━━━━━ GIVEN DATA
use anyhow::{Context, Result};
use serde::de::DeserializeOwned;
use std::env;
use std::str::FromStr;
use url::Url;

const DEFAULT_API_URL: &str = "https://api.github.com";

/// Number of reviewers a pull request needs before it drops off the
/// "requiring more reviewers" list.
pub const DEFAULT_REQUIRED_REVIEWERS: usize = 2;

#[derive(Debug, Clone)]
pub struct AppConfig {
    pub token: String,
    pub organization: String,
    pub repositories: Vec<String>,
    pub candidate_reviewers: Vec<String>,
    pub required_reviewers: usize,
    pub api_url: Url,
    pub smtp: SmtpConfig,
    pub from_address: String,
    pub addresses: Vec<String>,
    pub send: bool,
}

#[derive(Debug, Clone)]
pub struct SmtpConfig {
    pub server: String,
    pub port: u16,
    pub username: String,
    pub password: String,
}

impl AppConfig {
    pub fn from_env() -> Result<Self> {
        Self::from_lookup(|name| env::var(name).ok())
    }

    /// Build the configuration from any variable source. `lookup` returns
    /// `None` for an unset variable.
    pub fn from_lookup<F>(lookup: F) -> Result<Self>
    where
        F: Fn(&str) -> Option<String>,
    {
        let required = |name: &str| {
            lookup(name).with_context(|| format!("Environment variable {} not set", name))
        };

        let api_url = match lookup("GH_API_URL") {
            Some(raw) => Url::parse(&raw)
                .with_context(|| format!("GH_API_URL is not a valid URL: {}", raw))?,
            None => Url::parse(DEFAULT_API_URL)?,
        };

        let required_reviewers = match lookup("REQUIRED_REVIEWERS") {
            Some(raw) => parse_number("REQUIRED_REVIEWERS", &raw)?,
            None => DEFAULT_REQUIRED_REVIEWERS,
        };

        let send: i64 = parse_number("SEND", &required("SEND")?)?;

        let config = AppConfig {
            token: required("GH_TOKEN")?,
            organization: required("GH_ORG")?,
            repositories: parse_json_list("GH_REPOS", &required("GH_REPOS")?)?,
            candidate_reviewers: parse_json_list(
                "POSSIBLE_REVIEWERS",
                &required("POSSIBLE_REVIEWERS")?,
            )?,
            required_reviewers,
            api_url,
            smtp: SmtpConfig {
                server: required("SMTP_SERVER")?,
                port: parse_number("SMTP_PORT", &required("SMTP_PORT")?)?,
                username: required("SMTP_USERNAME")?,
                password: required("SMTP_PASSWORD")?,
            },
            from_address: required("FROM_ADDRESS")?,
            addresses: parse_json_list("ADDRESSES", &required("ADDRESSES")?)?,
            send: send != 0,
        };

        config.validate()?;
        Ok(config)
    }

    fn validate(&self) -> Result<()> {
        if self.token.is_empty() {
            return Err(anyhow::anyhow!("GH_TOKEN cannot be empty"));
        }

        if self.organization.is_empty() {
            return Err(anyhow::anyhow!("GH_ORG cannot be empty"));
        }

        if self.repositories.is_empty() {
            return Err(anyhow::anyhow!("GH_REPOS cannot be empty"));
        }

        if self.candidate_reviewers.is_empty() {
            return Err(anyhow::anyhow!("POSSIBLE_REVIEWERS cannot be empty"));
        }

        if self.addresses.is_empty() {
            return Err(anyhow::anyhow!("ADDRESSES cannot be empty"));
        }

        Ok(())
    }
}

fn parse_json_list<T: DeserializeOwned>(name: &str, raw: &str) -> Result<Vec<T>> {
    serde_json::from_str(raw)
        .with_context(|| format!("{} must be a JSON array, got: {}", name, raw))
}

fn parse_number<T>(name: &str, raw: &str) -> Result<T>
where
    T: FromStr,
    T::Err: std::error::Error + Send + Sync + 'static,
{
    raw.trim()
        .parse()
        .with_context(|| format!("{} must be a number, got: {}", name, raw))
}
━━━━━━━━━━
» **YOUR GOAL**
Copy whichever lines in the listing above contain the word "anyhow".

» **COMPLETED TASK**
use anyhow::{Context, Result};
            return Err(anyhow::anyhow!("GH_TOKEN cannot be empty"));
            return Err(anyhow::anyhow!("GH_ORG cannot be empty"));
            return Err(anyhow::anyhow!("GH_REPOS cannot be empty"));
            return Err(anyhow::anyhow!("POSSIBLE_REVIEWERS cannot be empty"));
            return Err(anyhow::anyhow!("ADDRESSES cannot be empty"));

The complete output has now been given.